What you are asked to do:
The entries below are to be duplicated exactly, with nothing left out.
* * * * * * * * *
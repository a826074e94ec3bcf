//! Opening-range breakout.
//!
//! The range is the high/low of the same-day bars that open inside
//! `range_window`. Once the window has passed, the first close beyond the
//! range (plus an ATR buffer) fires; later breaks on the same day are
//! reported as `ORB_ALREADY_FIRED`. Everything is derived from the visible
//! view on every call, so the evaluator holds no state between bars.

use serde_json::json;

use super::{prior_atr, AltSignal, AlternateEvaluator};
use crate::components::session::TimeWindow;
use crate::data::FrameView;
use crate::domain::{Bar, Signal};

#[derive(Debug, Clone)]
pub struct OpeningRange {
    pub range_window: TimeWindow,
    pub buffer_atr_mult: f64,
}

#[derive(Debug, Clone, Copy)]
struct DayRange {
    high: f64,
    low: f64,
    /// Index of the last bar inside the window.
    end: usize,
}

impl OpeningRange {
    /// First index of the calendar day of bar `i`.
    fn day_start(bars: &[Bar], i: usize) -> usize {
        let day = bars[i].timestamp.date();
        bars[..i]
            .iter()
            .rposition(|b| b.timestamp.date() != day)
            .map_or(0, |p| p + 1)
    }

    fn range(&self, bars: &[Bar], from: usize, to: usize) -> Option<DayRange> {
        bars[from..to]
            .iter()
            .enumerate()
            .filter(|(_, b)| self.range_window.contains(b.timestamp.time()))
            .fold(None, |acc: Option<DayRange>, (k, b)| {
                Some(match acc {
                    None => DayRange {
                        high: b.high,
                        low: b.low,
                        end: from + k,
                    },
                    Some(r) => DayRange {
                        high: r.high.max(b.high),
                        low: r.low.min(b.low),
                        end: from + k,
                    },
                })
            })
    }

    fn breakout(&self, m5: &FrameView<'_>, range: &DayRange, j: usize) -> Option<(Signal, f64)> {
        let atr = prior_atr(m5, j)?;
        let buffer = self.buffer_atr_mult * atr;
        let close = m5.bars()[j].close;
        if close > range.high + buffer {
            Some((Signal::Buy, buffer))
        } else if close < range.low - buffer {
            Some((Signal::Sell, buffer))
        } else {
            None
        }
    }
}

impl AlternateEvaluator for OpeningRange {
    fn name(&self) -> &'static str {
        "opening_range"
    }

    fn evaluate(&self, m5: &FrameView<'_>) -> AltSignal {
        let (Some(i), Some(bar)) = (m5.last_index(), m5.last()) else {
            return AltSignal::none("NOT_ENOUGH_BARS");
        };
        if self.range_window.contains(bar.timestamp.time()) {
            return AltSignal::none("ORB_RANGE_BUILDING");
        }
        let bars = m5.bars();
        let start = Self::day_start(bars, i);
        let Some(range) = self.range(bars, start, i) else {
            return AltSignal::none("ORB_NO_RANGE");
        };
        let Some(atr) = prior_atr(m5, i) else {
            return AltSignal::none("ATR_NA");
        };

        if (range.end + 1..i).any(|j| self.breakout(m5, &range, j).is_some()) {
            return AltSignal::none("ORB_ALREADY_FIRED");
        }

        let payload = |setup: &str, buffer: f64| {
            json!({
                "setup": setup,
                "range_high": range.high,
                "range_low": range.low,
                "range_width": range.high - range.low,
                "buffer": buffer,
                "atr": atr,
            })
        };
        match self.breakout(m5, &range, i) {
            Some((signal, buffer)) => {
                let reason = match signal {
                    Signal::Buy => "orb breakout long",
                    _ => "orb breakout short",
                };
                AltSignal {
                    signal,
                    reason: reason.to_string(),
                    atr: Some(atr),
                    payload: payload(reason, buffer),
                }
            }
            None => AltSignal {
                payload: payload("NO_BREAKOUT", self.buffer_atr_mult * atr),
                atr: Some(atr),
                ..AltSignal::none("NO_BREAKOUT")
            },
        }
    }
}
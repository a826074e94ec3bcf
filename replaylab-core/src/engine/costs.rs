//! Cost model — half spread plus slippage against the trader on every fill.

use crate::domain::Direction;

#[derive(Debug, Clone, Copy, PartialEq, Default)]
pub struct CostModel {
    /// Full quoted spread in price units.
    pub spread: f64,
    /// Adverse slippage per fill in price units.
    pub slippage: f64,
}

impl CostModel {
    pub fn new(spread: f64, slippage: f64) -> Self {
        Self { spread, slippage }
    }

    pub fn frictionless() -> Self {
        Self::default()
    }

    /// Cost paid on one side of a round trip.
    pub fn per_side(&self) -> f64 {
        self.spread / 2.0 + self.slippage
    }

    /// Spread plus slippage on both sides.
    pub fn round_trip(&self) -> f64 {
        2.0 * self.per_side()
    }

    /// Longs buy higher, shorts sell lower.
    pub fn entry_fill(&self, mid: f64, direction: Direction) -> f64 {
        mid + direction.sign() * self.per_side()
    }

    /// Mirror of `entry_fill`.
    pub fn exit_fill(&self, mid: f64, direction: Direction) -> f64 {
        mid - direction.sign() * self.per_side()
    }
}
//! ReplayLab Runner — replay orchestration, artifacts, metrics.
//!
//! This crate builds on `replaylab-core` to provide:
//! - Bar and trade-tape ingestion from CSV
//! - TOML config loading
//! - A buffered CSV sink for the four record streams
//! - Single-replay runner with fingerprinting and artifacts
//! - Summary metrics and a bootstrap CI on expectancy

pub mod bootstrap;
pub mod config;
pub mod data_loader;
pub mod export;
pub mod metrics;
pub mod runner;

pub use bootstrap::{bootstrap_expectancy, BootstrapConfig, BootstrapError, BootstrapResult};
pub use config::{load_config, ConfigError};
pub use data_loader::{load_bars_csv, load_trade_r_multiples, write_bars_csv, LoadError};
pub use export::{save_artifacts, CsvSink};
pub use metrics::Summary;
pub use runner::{run_backtest, run_on_bars, RunError, RunOutcome};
* * * * * * * * *
Answer to the exercise:
repository a826074e94ec3bcf
//! Opening-range breakout.
//!
//! The range is the high/low of the same-day bars that open inside
//! `range_window`. Once the window has passed, the first close beyond the
//! range (plus an ATR buffer) fires; later breaks on the same day are
//! reported as `ORB_ALREADY_FIRED`. Everything is derived from the visible
//! view on every call, so the evaluator holds no state between bars.

use serde_json::json;

use super::{prior_atr, AltSignal, AlternateEvaluator};
use crate::components::session::TimeWindow;
use crate::data::FrameView;
use crate::domain::{Bar, Signal};

#[derive(Debug, Clone)]
pub struct OpeningRange {
    pub range_window: TimeWindow,
    pub buffer_atr_mult: f64,
}

#[derive(Debug, Clone, Copy)]
struct DayRange {
    high: f64,
    low: f64,
    /// Index of the last bar inside the window.
    end: usize,
}

impl OpeningRange {
    /// First index of the calendar day of bar `i`.
    fn day_start(bars: &[Bar], i: usize) -> usize {
        let day = bars[i].timestamp.date();
        bars[..i]
            .iter()
            .rposition(|b| b.timestamp.date() != day)
            .map_or(0, |p| p + 1)
    }

    fn range(&self, bars: &[Bar], from: usize, to: usize) -> Option<DayRange> {
        bars[from..to]
            .iter()
            .enumerate()
            .filter(|(_, b)| self.range_window.contains(b.timestamp.time()))
            .fold(None, |acc: Option<DayRange>, (k, b)| {
                Some(match acc {
                    None => DayRange {
                        high: b.high,
                        low: b.low,
                        end: from + k,
                    },
                    Some(r) => DayRange {
                        high: r.high.max(b.high),
                        low: r.low.min(b.low),
                        end: from + k,
                    },
                })
            })
    }

    fn breakout(&self, m5: &FrameView<'_>, range: &DayRange, j: usize) -> Option<(Signal, f64)> {
        let atr = prior_atr(m5, j)?;
        let buffer = self.buffer_atr_mult * atr;
        let close = m5.bars()[j].close;
        if close > range.high + buffer {
            Some((Signal::Buy, buffer))
        } else if close < range.low - buffer {
            Some((Signal::Sell, buffer))
        } else {
            None
        }
    }
}

impl AlternateEvaluator for OpeningRange {
    fn name(&self) -> &'static str {
        "opening_range"
    }

    fn evaluate(&self, m5: &FrameView<'_>) -> AltSignal {
        let (Some(i), Some(bar)) = (m5.last_index(), m5.last()) else {
            return AltSignal::none("NOT_ENOUGH_BARS");
        };
        if self.range_window.contains(bar.timestamp.time()) {
            return AltSignal::none("ORB_RANGE_BUILDING");
        }
        let bars = m5.bars();
        let start = Self::day_start(bars, i);
        let Some(range) = self.range(bars, start, i) else {
            return AltSignal::none("ORB_NO_RANGE");
        };
        let Some(atr) = prior_atr(m5, i) else {
            return AltSignal::none("ATR_NA");
        };

        if (range.end + 1..i).any(|j| self.breakout(m5, &range, j).is_some()) {
            return AltSignal::none("ORB_ALREADY_FIRED");
        }

        let payload = |setup: &str, buffer: f64| {
            json!({
                "setup": setup,
                "range_high": range.high,
                "range_low": range.low,
                "range_width": range.high - range.low,
                "buffer": buffer,
                "atr": atr,
            })
        };
        match self.breakout(m5, &range, i) {
            Some((signal, buffer)) => {
                let reason = match signal {
                    Signal::Buy => "orb breakout long",
                    _ => "orb breakout short",
                };
                AltSignal {
                    signal,
                    reason: reason.to_string(),
                    atr: Some(atr),
                    payload: payload(reason, buffer),
                }
            }
            None => AltSignal {
                payload: payload("NO_BREAKOUT", self.buffer_atr_mult * atr),
                atr: Some(atr),
                ..AltSignal::none("NO_BREAKOUT")
            },
        }
    }
}
repository a826074e94ec3bcf
filename replaylab-core/src/engine/costs.rs
//! Cost model — half spread plus slippage against the trader on every fill.

use crate::domain::Direction;

#[derive(Debug, Clone, Copy, PartialEq, Default)]
pub struct CostModel {
    /// Full quoted spread in price units.
    pub spread: f64,
    /// Adverse slippage per fill in price units.
    pub slippage: f64,
}

impl CostModel {
    pub fn new(spread: f64, slippage: f64) -> Self {
        Self { spread, slippage }
    }

    pub fn frictionless() -> Self {
        Self::default()
    }

    /// Cost paid on one side of a round trip.
    pub fn per_side(&self) -> f64 {
        self.spread / 2.0 + self.slippage
    }

    /// Spread plus slippage on both sides.
    pub fn round_trip(&self) -> f64 {
        2.0 * self.per_side()
    }

    /// Longs buy higher, shorts sell lower.
    pub fn entry_fill(&self, mid: f64, direction: Direction) -> f64 {
        mid + direction.sign() * self.per_side()
    }

    /// Mirror of `entry_fill`.
    pub fn exit_fill(&self, mid: f64, direction: Direction) -> f64 {
        mid - direction.sign() * self.per_side()
    }
}
//! ReplayLab Runner — replay orchestration, artifacts, metrics.
//!
//! This crate builds on `replaylab-core` to provide:
//! - Bar and trade-tape ingestion from CSV
//! - TOML config loading
//! - A buffered CSV sink for the four record streams
//! - Single-replay runner with fingerprinting and artifacts
//! - Summary metrics and a bootstrap CI on expectancy

pub mod bootstrap;
pub mod config;
pub mod data_loader;
pub mod export;
pub mod metrics;
pub mod runner;

pub use bootstrap::{bootstrap_expectancy, BootstrapConfig, BootstrapError, BootstrapResult};
pub use config::{load_config, ConfigError};
pub use data_loader::{load_bars_csv, load_trade_r_multiples, write_bars_csv, LoadError};
pub use export::{save_artifacts, CsvSink};
pub use metrics::Summary;
pub use runner::{run_backtest, run_on_bars, RunError, RunOutcome};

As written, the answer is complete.